Michael Nobbs

Personal information
- Nationality: Australian
- Born: 4 January 1954
- Died: 29 January 2026 (aged 72)
- Height: 1.83 m (6 ft 0 in)
- Weight: 81 kg (179 lb)

Sport
- Country: Australia
- Sport: Field hockey

Medal record
| Representing Australia |

= Michael Nobbs =

Australian field hockey coach (1954–2026)

Michael Jack Nobbs (4 January 1954 – 29 January 2026) was an Australian international level field hockey player. He represented Australia as a member of the Australia men's national team at the 1984 Summer Olympics. Nobbs also coached the India men's national team from 2011 to 2013.

==Hockey player==
In 1984, Nobbs was a member of the Australian hockey team at the 1984 Summer Olympics.

==Hockey coach==
Following his playing career Nobbs coached the India men's national team from June 2011 until July 2013 including at the 2012 Summer Olympics in London. He also coached at the Westfields Sports High School, Fairfield in Sydney.

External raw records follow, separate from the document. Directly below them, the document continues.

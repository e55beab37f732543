//! InMemorySession - フィクスチャで動く PlatformSession
//!
//! # 学習ポイント
//! - `Arc<Mutex<_>>` で状態を共有し、テストから SessionProbe 経由で観測・操作する
//! - ロックは await を跨がない（std::sync::Mutex で十分）
//! - iter_messages は「新しい順・offset_date 以前・limit 件まで」の契約を守る

use std::collections::VecDeque;
use std::path::Path;
use std::sync::{Arc, Mutex, MutexGuard};
use std::time::Duration;

use async_trait::async_trait;
use chrono::{DateTime, Utc};
use serde::{Deserialize, Serialize};

use crate::domain::ChannelRef;
use crate::error::SessionError;
use crate::ports::{Entity, MessageCursor, PlatformSession, RawMessage};

/// One channel known to the session.
#[derive(Debug, Clone, PartialEq, Eq, Serialize, Deserialize)]
pub struct ChannelFixture {
    pub entity: Entity,
    /// Extra names the channel resolves from (invite links, old usernames).
    #[serde(default)]
    pub aliases: Vec<String>,
    #[serde(default)]
    pub messages: Vec<RawMessage>,
}

impl ChannelFixture {
    pub fn new(entity: Entity) -> Self {
        Self {
            entity,
            aliases: Vec::new(),
            messages: Vec::new(),
        }
    }

    pub fn with_alias(mut self, alias: impl Into<String>) -> Self {
        self.aliases.push(alias.into());
        self
    }

    pub fn with_message(mut self, message: RawMessage) -> Self {
        self.messages.push(message);
        self
    }

    fn matches_name(&self, name: &str) -> bool {
        let bare = name.trim_start_matches('@');
        self.entity
            .username
            .as_deref()
            .is_some_and(|username| username.eq_ignore_ascii_case(bare))
            || self.aliases.iter().any(|alias| alias == name)
    }

    fn matches(&self, channel: &ChannelRef) -> bool {
        match channel {
            ChannelRef::Id(id) => *id == self.entity.id,
            ChannelRef::Name(name) => self.matches_name(name),
        }
    }
}

/// JSON shape accepted by [`InMemorySession::from_json_str`].
#[derive(Debug, Clone, Default, PartialEq, Eq, Serialize, Deserialize)]
pub struct SessionFixture {
    #[serde(default)]
    pub channels: Vec<ChannelFixture>,
}

#[derive(Debug, Default)]
struct SessionState {
    channels: Vec<ChannelFixture>,
    connected: bool,
    connect_calls: u64,
    disconnect_calls: u64,
    fail_connects: u32,
    hang_connects: u32,
    fail_ops: VecDeque<String>,
    op_delay: Duration,
    in_flight: u32,
    max_in_flight: u32,
    calls: Vec<String>,
    pulled: u64,
}

fn lock(state: &Mutex<SessionState>) -> MutexGuard<'_, SessionState> {
    // テスト中に panic したスレッドがあっても状態は読めるようにする
    state.lock().unwrap_or_else(|poisoned| poisoned.into_inner())
}

#[derive(Debug, Default)]
pub struct InMemorySession {
    state: Arc<Mutex<SessionState>>,
}

impl InMemorySession {
    pub fn new() -> Self {
        Self::default()
    }

    pub fn from_fixture(fixture: SessionFixture) -> Self {
        let session = Self::new();
        lock(&session.state).channels = fixture.channels;
        session
    }

    pub fn from_json_str(json: &str) -> Result<Self, serde_json::Error> {
        Ok(Self::from_fixture(serde_json::from_str(json)?))
    }

    pub fn load(path: impl AsRef<Path>) -> std::io::Result<Self> {
        let raw = std::fs::read_to_string(path)?;
        Self::from_json_str(&raw).map_err(std::io::Error::other)
    }

    pub fn with_channel(self, channel: ChannelFixture) -> Self {
        lock(&self.state).channels.push(channel);
        self
    }

    /// Every primitive sleeps this long, so overlapping calls would be observable.
    pub fn with_op_delay(self, delay: Duration) -> Self {
        lock(&self.state).op_delay = delay;
        self
    }

    /// A handle for observing and steering the session after it has been moved
    /// into the queue.
    pub fn probe(&self) -> SessionProbe {
        SessionProbe {
            state: Arc::clone(&self.state),
        }
    }

    async fn begin_op(&self, call: String) -> Result<(), SessionError> {
        let delay = {
            let mut state = lock(&self.state);
            state.calls.push(call);
            state.in_flight += 1;
            state.max_in_flight = state.max_in_flight.max(state.in_flight);
            state.op_delay
        };
        if !delay.is_zero() {
            tokio::time::sleep(delay).await;
        }

        let mut state = lock(&self.state);
        state.in_flight -= 1;
        if !state.connected {
            return Err(SessionError::NotConnected);
        }
        match state.fail_ops.pop_front() {
            Some(message) => Err(SessionError::Rpc(message)),
            None => Ok(()),
        }
    }
}

#[async_trait]
impl PlatformSession for InMemorySession {
    async fn connect(&mut self) -> Result<(), SessionError> {
        let hang = {
            let mut state = lock(&self.state);
            state.connect_calls += 1;
            if state.fail_connects > 0 {
                state.fail_connects -= 1;
                return Err(SessionError::Rpc("connection refused".to_string()));
            }
            if state.hang_connects > 0 {
                state.hang_connects -= 1;
                true
            } else {
                state.connected = true;
                false
            }
        };
        if hang {
            std::future::pending::<()>().await;
        }
        Ok(())
    }

    async fn is_connected(&self) -> bool {
        lock(&self.state).connected
    }

    async fn disconnect(&mut self) -> Result<(), SessionError> {
        let mut state = lock(&self.state);
        if state.connected {
            state.connected = false;
            state.disconnect_calls += 1;
        }
        Ok(())
    }

    async fn iter_messages(
        &mut self,
        channel: &ChannelRef,
        limit: usize,
        offset_date: DateTime<Utc>,
    ) -> Result<Box<dyn MessageCursor>, SessionError> {
        self.begin_op(format!("iter_messages({channel})")).await?;

        let state = lock(&self.state);
        let fixture = state
            .channels
            .iter()
            .find(|fixture| fixture.matches(channel))
            .ok_or_else(|| SessionError::EntityNotFound(channel.to_string()))?;

        let mut messages: Vec<RawMessage> = fixture
            .messages
            .iter()
            .filter(|message| message.date <= offset_date)
            .cloned()
            .collect();
        messages.sort_by(|a, b| b.date.cmp(&a.date));
        messages.truncate(limit);

        Ok(Box::new(VecCursor {
            messages: messages.into(),
            state: Arc::clone(&self.state),
        }))
    }

    async fn resolve_entity(&mut self, reference: &str) -> Result<Entity, SessionError> {
        self.begin_op(format!("resolve_entity({reference})")).await?;

        let state = lock(&self.state);
        state
            .channels
            .iter()
            .find(|fixture| fixture.matches_name(reference))
            .map(|fixture| fixture.entity.clone())
            .ok_or_else(|| SessionError::EntityNotFound(reference.to_string()))
    }
}

struct VecCursor {
    messages: VecDeque<RawMessage>,
    state: Arc<Mutex<SessionState>>,
}

#[async_trait]
impl MessageCursor for VecCursor {
    async fn next_message(&mut self) -> Result<Option<RawMessage>, SessionError> {
        let next = self.messages.pop_front();
        if next.is_some() {
            lock(&self.state).pulled += 1;
        }
        Ok(next)
    }
}

/// Observation and fault injection for an [`InMemorySession`].
#[derive(Debug, Clone)]
pub struct SessionProbe {
    state: Arc<Mutex<SessionState>>,
}

impl SessionProbe {
    pub fn is_connected(&self) -> bool {
        lock(&self.state).connected
    }

    pub fn connect_calls(&self) -> u64 {
        lock(&self.state).connect_calls
    }

    pub fn disconnect_calls(&self) -> u64 {
        lock(&self.state).disconnect_calls
    }

    /// Simulate the remote side dropping the connection.
    pub fn drop_connection(&self) {
        lock(&self.state).connected = false;
    }

    pub fn fail_next_connects(&self, n: u32) {
        lock(&self.state).fail_connects = n;
    }

    /// The next `n` connect calls never complete.
    pub fn hang_next_connects(&self, n: u32) {
        lock(&self.state).hang_connects = n;
    }

    /// The next primitive call fails with `SessionError::Rpc(message)`.
    pub fn fail_next_op(&self, message: impl Into<String>) {
        lock(&self.state).fail_ops.push_back(message.into());
    }

    /// Primitive calls in the order they started.
    pub fn calls(&self) -> Vec<String> {
        lock(&self.state).calls.clone()
    }

    /// Highest number of primitive calls ever running at the same time.
    pub fn max_in_flight(&self) -> u32 {
        lock(&self.state).max_in_flight
    }

    /// Messages handed out by cursors so far.
    pub fn pulled_messages(&self) -> u64 {
        lock(&self.state).pulled
    }
}
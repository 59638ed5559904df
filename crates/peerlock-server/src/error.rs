//! Registry error types.

use peerlock_proto::ErrorPayload;
use thiserror::Error;

/// Why the key server refused a request.
#[derive(Error, Debug, Clone, PartialEq, Eq)]
pub enum RegistryError {
    /// Request could not be parsed or breaks a limit
    #[error("bad request: {0}")]
    BadRequest(String),

    /// Device already has a registration
    #[error("{device_id} is already registered")]
    AlreadyRegistered {
        /// Device id
        device_id: String,
    },

    /// Device has no registration
    #[error("{device_id} is not registered")]
    NotRegistered {
        /// Device id
        device_id: String,
    },

    /// Signed prekey signature does not verify against the identity key
    #[error("invalid signed prekey signature from {device_id}")]
    InvalidSignature {
        /// Device id
        device_id: String,
    },
}

impl RegistryError {
    /// Error code sent to the client.
    #[must_use]
    pub fn code(&self) -> u16 {
        match self {
            Self::BadRequest(_) => ErrorPayload::BAD_REQUEST,
            Self::AlreadyRegistered { .. } => ErrorPayload::ALREADY_REGISTERED,
            Self::NotRegistered { .. } => ErrorPayload::NOT_REGISTERED,
            Self::InvalidSignature { .. } => ErrorPayload::INVALID_SIGNATURE,
        }
    }

    /// Wire form of this error.
    #[must_use]
    pub fn to_payload(&self) -> ErrorPayload {
        ErrorPayload::new(self.code(), self.to_string())
    }
}
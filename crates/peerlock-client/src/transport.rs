//! Key server transport.
//!
//! The engine only needs request/response exchanges with the key server, so
//! the transport is a single method. Production code plugs in an HTTPS
//! client; tests use an in-process loopback.

use std::future::Future;

use thiserror::Error;

/// Transport errors.
#[derive(Debug, Clone, PartialEq, Eq, Error)]
pub enum TransportError {
    /// Server could not be reached.
    #[error("connection failed: {0}")]
    Connection(String),

    /// Server answered outside the key server protocol (e.g. HTTP status).
    #[error("unexpected status {0}")]
    Status(u16),

    /// Request did not complete in time.
    #[error("request timed out")]
    Timeout,
}

/// Request/response channel to a key server.
///
/// Must be Clone (shared by every engine task) and Send + Sync. Bodies are
/// encoded key server messages; the transport never inspects them.
pub trait KeyServerTransport: Clone + Send + Sync + 'static {
    /// Send `body` to the key server at `url` on behalf of `from_device` and
    /// return the response body.
    fn post(
        &self,
        url: &str,
        from_device: &str,
        body: Vec<u8>,
    ) -> impl Future<Output = Result<Vec<u8>, TransportError>> + Send;
}
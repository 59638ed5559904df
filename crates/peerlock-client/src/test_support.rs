//! Deterministic helpers for unit tests.

use std::{
    sync::{
        Arc,
        atomic::{AtomicU64, Ordering},
    },
    time::{Duration, Instant},
};

use peerlock_core::Environment;

/// Counter-based environment: deterministic, distinct outputs, frozen clock.
#[derive(Clone, Default)]
pub(crate) struct CounterEnv {
    counter: Arc<AtomicU64>,
}

impl Environment for CounterEnv {
    type Instant = Instant;

    #[allow(clippy::disallowed_methods)]
    fn now(&self) -> Instant {
        Instant::now()
    }

    fn wall_clock_secs(&self) -> u64 {
        1_700_000_000
    }

    async fn sleep(&self, _duration: Duration) {}

    fn random_bytes(&self, buffer: &mut [u8]) {
        for chunk in buffer.chunks_mut(8) {
            let value = self
                .counter
                .fetch_add(1, Ordering::Relaxed)
                .wrapping_mul(0x9E37_79B9_7F4A_7C15)
                .to_be_bytes();
            chunk.copy_from_slice(&value[..chunk.len()]);
        }
    }
}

==Personal life and death==
His daughter Kaitlin Nobbs plays hockey and is a member of the New South Wales Arrows and Australian Women's team Development Squad. She made her international debut in 2016 at the International Hockey Open in Darwin, NT. His wife Lee Capes, sister-in-law Michelle Capes and brother-in-law Mark Hager also represented the nation at the Olympic Games.

Nobbs died on 29 January 2026, at the age of 72.